The script may or may not be provided in source code form. This source code is the intellectual property of Beaumont Systems Ltd., and, as such, is subject to copyright and legal protection. It may not be copied or redistributed, in whole or in part, without the express permission of Beaumont Systems Ltd.
webtool.pl [-e] [-xd xxx] [-xf xxx] [-xt] webtool.pl [-t] [-tl] [-xd xxx] [-xf xxx] webtool.pl [-l] [-lo xxx] [-lg] [-lt ttt] [-xt] [-xr] webtool.pl [-m] [-xf xxx] [-xt] webtool.pl [-s] [-sd xxx] [-xr]The first argument (-e,-t,-l,-m,-s) specifies the basic action, and one of these must be selected. There is no default action.
The arguments are as follows...
| Argument | Used with | Use | Default |
|---|---|---|---|
| -e | - | Action: Edit Strings (edit set of web documents to replace strings). | - |
| -t | - | Action: Edit Tags (edit set of web documents to change tags to upper/lower case). | - |
| -l | - | Action: Check Links (in set of web documents). | - |
| -m | - | Action: Check Metatags (in set of web documents). | - |
| -s | - | Action: Submit URL (to set of search engines). | - |
| -tl | -t | Specifies the use of lower case. | Upper case |
| -ta | -t | Specifies that attributes (types and values) are to be converted also. | Tag types only |
| -lo xxx | -l | Specifies the extent of checking, where xxx is one of...
|
Check all links |
| -lg | -l | Report good links (...as well as bad). | Report bad links only |
| -lt ttt | -l | Set timeout value = ttt seconds. | 20 |
| -sd xxx | -s | Specifies the filename of the search engine database. | se.dat |
| -xd xxx | - | Specifies the root directory. | - |
| -xf xxx | - | Specifies the input filename. | - |
| -xt | -e,-l,-m | Operation on ALL text files. | Some text files only (web documents) |
| -xr | - | Restart log file. (Previous contents discarded). | Append |
| -v | - | Specifies verbose mode. | - |
| -h | - | Requests help. | - |
Use WebToolbox with no arguments or webtool -h to obtain help information.
Upon invocation, WebToolbox prompts the user for further parameters, depending on the action selected. See the following subsections for further information.
This function is particularily useful for maintaining links in a collection of web documents (HTML documents).
Directory or filename ? : String (to be found/replaced) ? : String (new) ? :A directory or filename can be specified via the command-line arguments -xd and -xf respectively. The first prompt (Directory or filename ? :) appears when neither -xd nor -xf is used, or when one is used but the name given is found not to be a valid directory or filename.
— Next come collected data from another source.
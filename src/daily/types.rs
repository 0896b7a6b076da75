//! Data types used by the daily aggregation pipeline.

use std::ops::{AddAssign, Index, IndexMut};

use chrono::{DateTime, NaiveDate, Utc};

use crate::classify::TouTier;
use crate::feed::IntervalReading;

/// Source readings are watt-hours; aggregate values are kilowatt-hours.
pub const WH_PER_KWH: f64 = 1000.0;

/// Energy and its cost for a single tier.
#[derive(Debug, Clone, Copy, Default, PartialEq)]
pub struct TierAmount {
    pub energy: f64,
    pub cost: f64,
}

impl AddAssign for TierAmount {
    fn add_assign(&mut self, rhs: Self) {
        self.energy += rhs.energy;
        self.cost += rhs.cost;
    }
}

/// Fixed-size map from [`TouTier`] to its [`TierAmount`].
///
/// Collapses what would otherwise be six parallel fields (three energy,
/// three cost) into one tier-indexed structure, so summation is a single
/// per-tier addition.
#[derive(Debug, Clone, Copy, Default, PartialEq)]
pub struct TierMap([TierAmount; 3]);

impl TierMap {
    /// A map with only `tier` populated; the other two slots stay zero.
    pub fn one_hot(tier: TouTier, amount: TierAmount) -> Self {
        let mut map = TierMap::default();
        map[tier] = amount;
        map
    }

    /// Sum of the three energy slots.
    pub fn total_energy(&self) -> f64 {
        self.0.iter().map(|a| a.energy).sum()
    }

    /// Sum of the three cost slots.
    pub fn total_cost(&self) -> f64 {
        self.0.iter().map(|a| a.cost).sum()
    }
}

impl Index<TouTier> for TierMap {
    type Output = TierAmount;

    fn index(&self, tier: TouTier) -> &TierAmount {
        &self.0[tier.index()]
    }
}

impl IndexMut<TouTier> for TierMap {
    fn index_mut(&mut self, tier: TouTier) -> &mut TierAmount {
        &mut self.0[tier.index()]
    }
}

impl AddAssign for TierMap {
    fn add_assign(&mut self, rhs: Self) {
        for tier in TouTier::ALL {
            self[tier] += rhs[tier];
        }
    }
}

/// One input reading after the per-reading transform: scaled energy and
/// cost placed in the slot matching its tier, timestamp kept for day
/// bucketing.
#[derive(Debug, Clone, Copy, PartialEq)]
pub struct TieredPoint {
    pub timestamp: DateTime<Utc>,
    pub amounts: TierMap,
}

impl TieredPoint {
    /// Scales the reading to kilowatt-hours and prices it.
    ///
    /// `reading.cost` is a unit price, so cost = scaled energy × price.
    pub fn from_reading(tier: TouTier, reading: &IntervalReading) -> Self {
        let energy = reading.value / WH_PER_KWH;
        let amount = TierAmount {
            energy,
            cost: energy * reading.cost,
        };
        TieredPoint {
            timestamp: reading.time_period.start,
            amounts: TierMap::one_hot(tier, amount),
        }
    }
}

/// Summed usage for one civil day.
///
/// The totals are derived from the tier map on every call rather than
/// stored, so they can never drift from the per-tier fields.
#[derive(Debug, Clone, Copy, PartialEq)]
pub struct DailyRow {
    pub day: NaiveDate,
    pub tiers: TierMap,
}

impl DailyRow {
    pub fn total_energy(&self) -> f64 {
        self.tiers.total_energy()
    }

    pub fn total_cost(&self) -> f64 {
        self.tiers.total_cost()
    }
}

#[cfg(test)]
mod tests {
    use super::*;
    use crate::feed::TimePeriod;
    use chrono::TimeZone;

    #[test]
    fn test_from_reading_is_one_hot() {
        let reading = IntervalReading {
            value: 2000.0,
            cost: 0.2,
            tou: 2,
            time_period: TimePeriod {
                start: Utc.with_ymd_and_hms(2024, 1, 15, 12, 0, 0).single().unwrap(),
                duration: 3600,
            },
        };

        let point = TieredPoint::from_reading(TouTier::MidPeak, &reading);

        assert_eq!(point.amounts[TouTier::MidPeak].energy, 2.0);
        assert_eq!(point.amounts[TouTier::MidPeak].cost, 0.4);
        assert_eq!(point.amounts[TouTier::OnPeak], TierAmount::default());
        assert_eq!(point.amounts[TouTier::OffPeak], TierAmount::default());
    }

    #[test]
    fn test_tier_map_add_assign() {
        let mut acc = TierMap::one_hot(
            TouTier::OnPeak,
            TierAmount {
                energy: 1.0,
                cost: 0.1,
            },
        );
        acc += TierMap::one_hot(
            TouTier::OnPeak,
            TierAmount {
                energy: 2.0,
                cost: 0.2,
            },
        );
        acc += TierMap::one_hot(
            TouTier::OffPeak,
            TierAmount {
                energy: 4.0,
                cost: 0.4,
            },
        );

        assert_eq!(acc[TouTier::OnPeak].energy, 3.0);
        assert_eq!(acc[TouTier::OffPeak].energy, 4.0);
        assert_eq!(acc[TouTier::MidPeak].energy, 0.0);
        assert_eq!(acc.total_energy(), 7.0);
    }

    #[test]
    fn test_daily_row_totals_match_tier_sums() {
        let mut tiers = TierMap::default();
        tiers[TouTier::OnPeak] = TierAmount {
            energy: 1.0,
            cost: 0.1,
        };
        tiers[TouTier::MidPeak] = TierAmount {
            energy: 2.0,
            cost: 0.4,
        };
        tiers[TouTier::OffPeak] = TierAmount {
            energy: 3.0,
            cost: 0.9,
        };

        let row = DailyRow {
            day: NaiveDate::from_ymd_opt(2024, 1, 15).unwrap(),
            tiers,
        };

        assert_eq!(row.total_energy(), 6.0);
        assert_eq!(row.total_cost(), 1.4);
    }
}
use std::collections::{BTreeMap, HashMap};

use chrono::NaiveDate;
use chrono_tz::Tz;
use tracing::debug;

use crate::classify::TierPartition;
use crate::daily::types::{DailyRow, TierMap, TieredPoint};
use crate::green_data::GreenData;

/// Tunables for daily aggregation.
#[derive(Debug, Clone)]
pub struct AggregateConfig {
    /// Timezone whose civil days the readings are bucketed into. Feed
    /// instants arrive in UTC; "calendar day" only means something in a
    /// local frame.
    pub timezone: Tz,
    /// A day is kept only when it has MORE than this many readings.
    /// Partial days (feed outages, truncated exports) would silently
    /// understate totals, so they are dropped outright. Policy default,
    /// not derived from the expected interval count.
    pub min_readings_per_day: usize,
}

impl Default for AggregateConfig {
    fn default() -> Self {
        Self {
            timezone: chrono_tz::America::Vancouver,
            min_readings_per_day: 20,
        }
    }
}

/// Sums classified readings into one row per complete civil day.
///
/// Readings are transformed to tier-tagged points, sorted by timestamp,
/// bucketed by calendar day in `config.timezone`, filtered by the per-day
/// completeness threshold, and summed. Rows come out ordered by day
/// ascending with unique day keys. An input that leaves no complete day
/// yields an empty [`GreenData`].
pub fn aggregate_daily(partition: &TierPartition, config: &AggregateConfig) -> GreenData {
    let mut points: Vec<TieredPoint> = partition
        .iter_tiered()
        .map(|(tier, reading)| TieredPoint::from_reading(tier, reading))
        .collect();
    points.sort_by_key(|p| p.timestamp);

    let keyed: Vec<(NaiveDate, TierMap)> = points
        .iter()
        .map(|p| {
            let day = p.timestamp.with_timezone(&config.timezone).date_naive();
            (day, p.amounts)
        })
        .collect();

    let mut counts: HashMap<NaiveDate, usize> = HashMap::new();
    for (day, _) in &keyed {
        *counts.entry(*day).or_default() += 1;
    }

    let mut days: BTreeMap<NaiveDate, TierMap> = BTreeMap::new();
    let mut dropped = 0usize;
    for (day, amounts) in keyed {
        if counts[&day] <= config.min_readings_per_day {
            dropped += 1;
            continue;
        }
        *days.entry(day).or_default() += amounts;
    }

    if dropped > 0 {
        debug!(
            dropped_readings = dropped,
            threshold = config.min_readings_per_day,
            "Dropped readings on incomplete days"
        );
    }

    let rows: Vec<DailyRow> = days
        .into_iter()
        .map(|(day, tiers)| DailyRow { day, tiers })
        .collect();

    GreenData::new(rows)
}
//! Output formatting and persistence for daily aggregates.
//!
//! Supports pretty-printing, JSON serialization to a writer, and CSV
//! export of the record-oriented representation.

use anyhow::Result;
use tracing::debug;

use crate::green_data::GreenData;
use csv::WriterBuilder;
use std::fs::File;
use std::io::Write;

/// Logs the aggregate table using Rust's debug pretty-print format.
pub fn print_pretty(data: &GreenData) {
    debug!("{:#?}", data);
}

/// Writes the aggregate as pretty-printed JSON records.
pub fn write_json<W: Write>(mut writer: W, data: &GreenData) -> Result<()> {
    serde_json::to_writer_pretty(&mut writer, &data.to_records())?;
    writeln!(writer)?;
    Ok(())
}

/// Writes the aggregate as a CSV file, one row per day, headers first.
///
/// An existing file at `path` is replaced; a daily-aggregate export is a
/// snapshot, so appending would duplicate day rows.
pub fn write_csv(path: &str, data: &GreenData) -> Result<()> {
    debug!(path, rows = data.len(), "Writing CSV export");

    let file = File::create(path)?;
    let mut writer = WriterBuilder::new().from_writer(file);

    for record in data.to_records() {
        writer.serialize(record)?;
    }
    writer.flush()?;

    Ok(())
}

#[cfg(test)]
mod tests {
    use super::*;
    use crate::classify::TouTier;
    use crate::daily::types::{DailyRow, TierAmount, TierMap};
    use chrono::NaiveDate;
    use std::env;
    use std::fs;

    fn temp_path(name: &str) -> String {
        format!("{}/{}", env::temp_dir().display(), name)
    }

    fn sample_data() -> GreenData {
        let mut tiers = TierMap::default();
        tiers[TouTier::OnPeak] = TierAmount {
            energy: 1.5,
            cost: 0.15,
        };
        GreenData::new(vec![DailyRow {
            day: NaiveDate::from_ymd_opt(2024, 1, 15).unwrap(),
            tiers,
        }])
    }

    #[test]
    fn test_print_pretty_does_not_panic() {
        print_pretty(&sample_data());
    }

    #[test]
    fn test_write_json_emits_records() {
        let mut buf = Vec::new();
        write_json(&mut buf, &sample_data()).unwrap();

        let json = String::from_utf8(buf).unwrap();
        assert!(json.contains("2024-01-15"));
        assert!(json.contains("onPeak"));
    }

    #[test]
    fn test_write_csv_creates_file_with_header() {
        let path = temp_path("green_button_daily_test_create.csv");
        let _ = fs::remove_file(&path); // clean up any prior run

        write_csv(&path, &sample_data()).unwrap();

        let content = fs::read_to_string(&path).unwrap();
        let lines: Vec<_> = content.lines().collect();
        assert_eq!(lines.len(), 2);
        assert!(lines[0].contains("onPeak"));
        assert!(lines[0].contains("totalCost"));
        assert!(lines[1].contains("2024-01-15"));

        fs::remove_file(&path).unwrap();
    }

    #[test]
    fn test_write_csv_replaces_previous_export() {
        let path = temp_path("green_button_daily_test_replace.csv");
        let _ = fs::remove_file(&path);

        write_csv(&path, &sample_data()).unwrap();
        write_csv(&path, &sample_data()).unwrap();

        let content = fs::read_to_string(&path).unwrap();
        // header appears exactly once: the export is a snapshot
        let header_count = content.lines().filter(|l| l.contains("onPeak")).count();
        assert_eq!(header_count, 1);
        assert_eq!(content.lines().count(), 2);

        fs::remove_file(&path).unwrap();
    }
}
| Before | After | Arguments |
|---|---|---|
| <center> | <CENTER> | (none*) |
| <hr noshade> | <HR noshade> ...or... ><HR NOSHADE> |
(none) -ta |
| <body bgcolor=white text="black"> | <BODY bgcolor=white text="black"> ...or... <BODY bgcolor=WHITE TEXT="BLACK"> |
(none) -ta |
| <h1>WEBTOOLBOX<br>Administrator and User Guide</h1> | <H1>WEBTOOLBOX<BR>Administrator and User Guide</H1> | (none*) |
* Note: -ta not relevant here, because there are no tag attributes present.
Directory or filename ? :A directory or filename can be specified via the command-line arguments -xd and -xf respectively. The first prompt (Directory or filename ? :) appears when neither -xd nor -xf is used, or when one is used but the name given is found not to be a valid directory or filename.
There are a number of other arguments that may be used in conjunction with
-l. See Table 2-1 for a summary.
Use -lo to specify/restrict the extent of checking, ie to list links
(without verification), check some links only (local files) or check all
links.
Use -lg to report good links (as well as bad).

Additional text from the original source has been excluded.